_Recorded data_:
Content starts
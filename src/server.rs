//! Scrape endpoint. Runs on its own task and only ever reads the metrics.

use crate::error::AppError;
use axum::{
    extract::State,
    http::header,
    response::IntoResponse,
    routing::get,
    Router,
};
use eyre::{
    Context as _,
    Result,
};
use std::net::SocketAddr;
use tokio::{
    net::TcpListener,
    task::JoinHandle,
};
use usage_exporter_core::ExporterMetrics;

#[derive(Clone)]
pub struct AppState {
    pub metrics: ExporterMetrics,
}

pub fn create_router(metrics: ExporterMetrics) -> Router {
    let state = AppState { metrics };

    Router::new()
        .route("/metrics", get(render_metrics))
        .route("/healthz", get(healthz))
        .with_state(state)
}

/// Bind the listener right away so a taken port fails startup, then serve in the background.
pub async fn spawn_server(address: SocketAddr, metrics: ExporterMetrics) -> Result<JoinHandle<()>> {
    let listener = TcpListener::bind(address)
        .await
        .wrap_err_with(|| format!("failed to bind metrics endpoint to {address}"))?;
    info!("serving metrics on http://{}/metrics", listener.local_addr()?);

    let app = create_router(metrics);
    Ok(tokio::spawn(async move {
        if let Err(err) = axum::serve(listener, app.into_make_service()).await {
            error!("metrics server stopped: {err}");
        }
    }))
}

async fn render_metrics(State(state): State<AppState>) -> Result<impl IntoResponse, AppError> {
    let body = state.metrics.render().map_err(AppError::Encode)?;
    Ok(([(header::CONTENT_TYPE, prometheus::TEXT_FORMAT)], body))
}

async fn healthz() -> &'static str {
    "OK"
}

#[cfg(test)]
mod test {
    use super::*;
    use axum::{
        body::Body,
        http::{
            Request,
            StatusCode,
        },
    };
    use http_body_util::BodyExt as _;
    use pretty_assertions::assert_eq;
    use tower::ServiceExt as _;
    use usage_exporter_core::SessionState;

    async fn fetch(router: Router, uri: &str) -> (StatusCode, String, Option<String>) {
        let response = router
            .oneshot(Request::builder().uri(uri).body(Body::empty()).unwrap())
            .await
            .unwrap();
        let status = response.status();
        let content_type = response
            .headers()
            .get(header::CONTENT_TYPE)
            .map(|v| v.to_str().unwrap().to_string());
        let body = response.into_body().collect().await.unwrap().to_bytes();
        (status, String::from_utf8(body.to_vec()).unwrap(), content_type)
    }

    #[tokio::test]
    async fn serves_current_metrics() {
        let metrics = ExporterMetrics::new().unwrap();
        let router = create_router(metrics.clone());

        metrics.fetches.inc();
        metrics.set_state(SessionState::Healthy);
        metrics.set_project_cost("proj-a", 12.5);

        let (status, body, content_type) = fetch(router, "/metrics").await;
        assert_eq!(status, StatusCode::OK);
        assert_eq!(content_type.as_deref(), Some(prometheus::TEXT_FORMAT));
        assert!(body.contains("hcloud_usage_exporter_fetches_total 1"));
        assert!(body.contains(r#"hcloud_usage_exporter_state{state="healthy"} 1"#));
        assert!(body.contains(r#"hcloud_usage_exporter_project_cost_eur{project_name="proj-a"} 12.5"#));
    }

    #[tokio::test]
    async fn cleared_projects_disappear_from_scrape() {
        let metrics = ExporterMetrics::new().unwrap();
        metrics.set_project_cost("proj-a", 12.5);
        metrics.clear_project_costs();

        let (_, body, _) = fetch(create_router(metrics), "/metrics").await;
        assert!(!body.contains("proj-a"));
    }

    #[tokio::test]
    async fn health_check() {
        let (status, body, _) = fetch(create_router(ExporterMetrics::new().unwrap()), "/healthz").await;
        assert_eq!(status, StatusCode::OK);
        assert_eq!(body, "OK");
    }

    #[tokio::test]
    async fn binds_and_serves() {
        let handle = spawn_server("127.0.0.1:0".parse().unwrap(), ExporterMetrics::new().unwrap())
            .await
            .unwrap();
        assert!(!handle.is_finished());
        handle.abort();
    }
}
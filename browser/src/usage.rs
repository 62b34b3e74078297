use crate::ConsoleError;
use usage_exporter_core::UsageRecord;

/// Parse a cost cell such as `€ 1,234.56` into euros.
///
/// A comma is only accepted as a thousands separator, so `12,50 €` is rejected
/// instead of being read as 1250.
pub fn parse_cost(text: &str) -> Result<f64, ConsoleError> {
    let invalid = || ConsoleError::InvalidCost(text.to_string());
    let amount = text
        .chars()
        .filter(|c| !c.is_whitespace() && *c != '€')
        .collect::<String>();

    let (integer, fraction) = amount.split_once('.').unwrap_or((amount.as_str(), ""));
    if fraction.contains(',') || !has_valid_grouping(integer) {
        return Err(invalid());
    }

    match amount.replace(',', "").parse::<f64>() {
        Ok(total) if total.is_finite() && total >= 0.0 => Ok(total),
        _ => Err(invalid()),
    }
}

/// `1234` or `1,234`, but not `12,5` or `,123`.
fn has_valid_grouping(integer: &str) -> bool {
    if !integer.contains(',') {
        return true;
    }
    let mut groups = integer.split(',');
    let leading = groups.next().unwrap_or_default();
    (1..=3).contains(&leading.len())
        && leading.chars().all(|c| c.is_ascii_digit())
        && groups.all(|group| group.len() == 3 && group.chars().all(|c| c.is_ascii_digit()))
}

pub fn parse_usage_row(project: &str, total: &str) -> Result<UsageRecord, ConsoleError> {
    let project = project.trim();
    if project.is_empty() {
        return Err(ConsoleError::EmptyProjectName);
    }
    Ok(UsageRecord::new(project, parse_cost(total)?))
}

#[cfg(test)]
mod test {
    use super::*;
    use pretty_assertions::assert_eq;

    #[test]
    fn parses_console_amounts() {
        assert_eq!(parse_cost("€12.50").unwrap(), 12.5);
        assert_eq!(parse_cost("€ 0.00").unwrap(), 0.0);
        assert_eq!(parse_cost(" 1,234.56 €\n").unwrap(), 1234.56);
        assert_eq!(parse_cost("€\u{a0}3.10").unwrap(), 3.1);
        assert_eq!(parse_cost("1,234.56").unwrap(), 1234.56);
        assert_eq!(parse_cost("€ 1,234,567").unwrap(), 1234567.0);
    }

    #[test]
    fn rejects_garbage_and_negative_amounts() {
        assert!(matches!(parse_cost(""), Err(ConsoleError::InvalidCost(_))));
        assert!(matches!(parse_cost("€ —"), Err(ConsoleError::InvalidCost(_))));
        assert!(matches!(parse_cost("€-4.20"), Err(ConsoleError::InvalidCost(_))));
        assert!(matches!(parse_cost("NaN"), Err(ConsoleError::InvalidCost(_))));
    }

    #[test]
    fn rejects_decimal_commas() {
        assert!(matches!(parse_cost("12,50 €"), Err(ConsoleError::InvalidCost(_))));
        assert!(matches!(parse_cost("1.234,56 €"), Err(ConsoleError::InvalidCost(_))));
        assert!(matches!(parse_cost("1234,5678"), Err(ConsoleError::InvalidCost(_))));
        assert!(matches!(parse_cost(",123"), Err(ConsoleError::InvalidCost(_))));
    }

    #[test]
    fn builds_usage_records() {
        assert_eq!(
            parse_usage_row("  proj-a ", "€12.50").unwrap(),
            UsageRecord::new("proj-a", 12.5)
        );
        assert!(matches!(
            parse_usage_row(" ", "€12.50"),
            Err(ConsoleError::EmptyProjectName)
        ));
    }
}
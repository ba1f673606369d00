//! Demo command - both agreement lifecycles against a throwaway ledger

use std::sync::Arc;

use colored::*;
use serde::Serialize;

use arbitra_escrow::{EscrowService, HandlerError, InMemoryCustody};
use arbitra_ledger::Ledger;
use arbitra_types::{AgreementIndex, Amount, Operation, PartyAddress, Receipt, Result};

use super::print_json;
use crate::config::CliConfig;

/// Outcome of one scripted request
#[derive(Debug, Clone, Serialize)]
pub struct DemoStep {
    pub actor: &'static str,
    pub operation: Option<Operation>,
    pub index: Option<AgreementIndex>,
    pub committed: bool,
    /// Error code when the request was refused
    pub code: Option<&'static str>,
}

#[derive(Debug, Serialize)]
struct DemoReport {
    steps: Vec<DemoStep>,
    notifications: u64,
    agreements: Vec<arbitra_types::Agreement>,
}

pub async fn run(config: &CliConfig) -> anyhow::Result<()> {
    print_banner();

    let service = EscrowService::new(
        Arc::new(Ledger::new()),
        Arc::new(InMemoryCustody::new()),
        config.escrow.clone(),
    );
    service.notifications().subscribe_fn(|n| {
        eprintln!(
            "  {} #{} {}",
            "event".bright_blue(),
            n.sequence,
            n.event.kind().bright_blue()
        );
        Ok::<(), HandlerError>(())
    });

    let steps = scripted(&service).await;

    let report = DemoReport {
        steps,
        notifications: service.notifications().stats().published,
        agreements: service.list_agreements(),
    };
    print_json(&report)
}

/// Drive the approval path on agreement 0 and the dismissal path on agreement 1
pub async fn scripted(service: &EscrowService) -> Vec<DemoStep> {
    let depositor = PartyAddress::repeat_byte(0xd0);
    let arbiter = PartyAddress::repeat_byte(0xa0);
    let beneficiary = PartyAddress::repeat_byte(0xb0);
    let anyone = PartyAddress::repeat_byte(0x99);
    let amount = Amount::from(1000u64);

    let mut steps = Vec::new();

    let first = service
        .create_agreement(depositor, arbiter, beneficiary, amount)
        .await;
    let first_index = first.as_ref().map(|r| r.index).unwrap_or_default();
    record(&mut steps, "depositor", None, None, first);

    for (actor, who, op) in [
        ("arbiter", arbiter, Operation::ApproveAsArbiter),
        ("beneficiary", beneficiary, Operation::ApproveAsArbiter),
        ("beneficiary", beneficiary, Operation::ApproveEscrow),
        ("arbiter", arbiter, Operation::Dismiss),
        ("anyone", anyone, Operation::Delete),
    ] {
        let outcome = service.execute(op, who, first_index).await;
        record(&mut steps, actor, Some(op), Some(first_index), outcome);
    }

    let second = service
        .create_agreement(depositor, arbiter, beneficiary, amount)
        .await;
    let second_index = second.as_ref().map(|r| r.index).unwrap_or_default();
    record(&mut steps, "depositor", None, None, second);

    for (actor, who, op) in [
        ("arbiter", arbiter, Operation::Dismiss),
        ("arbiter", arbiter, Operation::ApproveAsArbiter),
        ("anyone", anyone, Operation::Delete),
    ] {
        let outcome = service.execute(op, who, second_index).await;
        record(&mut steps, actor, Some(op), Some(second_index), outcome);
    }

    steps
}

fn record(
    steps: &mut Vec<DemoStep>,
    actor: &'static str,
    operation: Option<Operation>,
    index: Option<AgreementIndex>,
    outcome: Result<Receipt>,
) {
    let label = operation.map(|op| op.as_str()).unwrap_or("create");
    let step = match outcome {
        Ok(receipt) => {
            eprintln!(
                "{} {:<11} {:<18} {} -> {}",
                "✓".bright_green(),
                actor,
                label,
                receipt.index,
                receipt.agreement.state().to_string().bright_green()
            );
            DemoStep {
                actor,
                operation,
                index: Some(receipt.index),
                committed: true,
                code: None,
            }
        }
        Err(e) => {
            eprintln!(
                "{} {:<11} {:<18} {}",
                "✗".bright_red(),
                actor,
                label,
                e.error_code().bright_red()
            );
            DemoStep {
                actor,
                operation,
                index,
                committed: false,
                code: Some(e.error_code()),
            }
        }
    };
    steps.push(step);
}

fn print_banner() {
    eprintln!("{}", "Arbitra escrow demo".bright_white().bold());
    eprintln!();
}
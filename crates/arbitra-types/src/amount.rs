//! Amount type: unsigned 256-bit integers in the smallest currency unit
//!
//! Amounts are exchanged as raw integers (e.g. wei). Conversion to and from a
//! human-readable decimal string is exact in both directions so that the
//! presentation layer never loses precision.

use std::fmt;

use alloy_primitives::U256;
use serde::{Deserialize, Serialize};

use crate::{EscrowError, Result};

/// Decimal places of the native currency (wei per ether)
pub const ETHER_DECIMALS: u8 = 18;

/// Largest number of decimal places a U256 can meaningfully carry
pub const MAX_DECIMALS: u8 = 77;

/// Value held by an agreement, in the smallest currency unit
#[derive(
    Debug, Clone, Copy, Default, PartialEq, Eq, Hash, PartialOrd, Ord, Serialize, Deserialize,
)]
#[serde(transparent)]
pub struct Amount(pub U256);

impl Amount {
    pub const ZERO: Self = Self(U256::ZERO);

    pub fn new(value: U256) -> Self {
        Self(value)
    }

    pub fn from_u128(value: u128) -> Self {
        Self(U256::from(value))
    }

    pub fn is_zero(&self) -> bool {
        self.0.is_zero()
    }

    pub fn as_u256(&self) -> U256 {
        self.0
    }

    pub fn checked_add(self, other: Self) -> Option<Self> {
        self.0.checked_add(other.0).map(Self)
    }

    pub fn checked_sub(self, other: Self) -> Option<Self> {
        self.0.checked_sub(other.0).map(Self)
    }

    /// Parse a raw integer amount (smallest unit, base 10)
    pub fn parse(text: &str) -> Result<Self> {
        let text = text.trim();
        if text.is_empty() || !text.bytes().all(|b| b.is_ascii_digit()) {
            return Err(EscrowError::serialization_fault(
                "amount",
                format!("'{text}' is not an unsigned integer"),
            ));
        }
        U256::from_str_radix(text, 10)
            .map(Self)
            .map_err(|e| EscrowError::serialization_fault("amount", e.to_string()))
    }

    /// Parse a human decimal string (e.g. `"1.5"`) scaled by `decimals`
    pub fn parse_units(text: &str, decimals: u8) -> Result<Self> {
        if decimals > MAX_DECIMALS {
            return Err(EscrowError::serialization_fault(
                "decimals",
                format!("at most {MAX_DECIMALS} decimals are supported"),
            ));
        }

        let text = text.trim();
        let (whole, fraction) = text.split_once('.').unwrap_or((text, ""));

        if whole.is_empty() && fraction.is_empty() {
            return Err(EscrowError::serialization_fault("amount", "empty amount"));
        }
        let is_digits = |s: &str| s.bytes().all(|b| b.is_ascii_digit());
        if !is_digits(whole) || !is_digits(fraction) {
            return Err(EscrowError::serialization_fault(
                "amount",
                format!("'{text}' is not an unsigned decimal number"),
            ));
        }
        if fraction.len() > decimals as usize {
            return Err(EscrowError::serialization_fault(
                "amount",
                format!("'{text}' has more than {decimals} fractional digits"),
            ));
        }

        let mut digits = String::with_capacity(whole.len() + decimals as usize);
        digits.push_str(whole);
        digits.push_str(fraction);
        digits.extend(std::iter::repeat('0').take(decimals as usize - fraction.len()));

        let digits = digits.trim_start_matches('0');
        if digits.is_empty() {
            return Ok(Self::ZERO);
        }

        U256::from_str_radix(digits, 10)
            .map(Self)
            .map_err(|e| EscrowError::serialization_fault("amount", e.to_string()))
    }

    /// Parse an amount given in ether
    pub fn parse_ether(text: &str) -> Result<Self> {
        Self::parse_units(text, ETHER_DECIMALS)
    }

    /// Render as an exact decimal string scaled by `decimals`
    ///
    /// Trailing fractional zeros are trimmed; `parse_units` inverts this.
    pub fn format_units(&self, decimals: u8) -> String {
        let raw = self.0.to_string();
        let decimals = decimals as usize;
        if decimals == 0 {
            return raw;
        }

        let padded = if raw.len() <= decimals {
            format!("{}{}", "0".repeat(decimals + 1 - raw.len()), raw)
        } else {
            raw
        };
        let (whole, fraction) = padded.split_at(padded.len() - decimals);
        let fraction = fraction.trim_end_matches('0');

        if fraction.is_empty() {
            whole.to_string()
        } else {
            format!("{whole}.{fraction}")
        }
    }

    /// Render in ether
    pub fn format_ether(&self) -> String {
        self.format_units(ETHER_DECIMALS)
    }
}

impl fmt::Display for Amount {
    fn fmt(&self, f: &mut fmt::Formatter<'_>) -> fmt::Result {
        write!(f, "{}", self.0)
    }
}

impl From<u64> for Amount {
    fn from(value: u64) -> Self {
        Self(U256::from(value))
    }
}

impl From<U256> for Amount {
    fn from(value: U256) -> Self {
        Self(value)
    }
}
Content ends
_Work required_:
I'd like an exact copy of the lines above, from the very first one through the line that contains "Router::new()", with nothing else added.

_Finished exercise_:
filename src/server.rs
//! Scrape endpoint. Runs on its own task and only ever reads the metrics.

use crate::error::AppError;
use axum::{
    extract::State,
    http::header,
    response::IntoResponse,
    routing::get,
    Router,
};
use eyre::{
    Context as _,
    Result,
};
use std::net::SocketAddr;
use tokio::{
    net::TcpListener,
    task::JoinHandle,
};
use usage_exporter_core::ExporterMetrics;

#[derive(Clone)]
pub struct AppState {
    pub metrics: ExporterMetrics,
}

pub fn create_router(metrics: ExporterMetrics) -> Router {
    let state = AppState { metrics };

    Router::new()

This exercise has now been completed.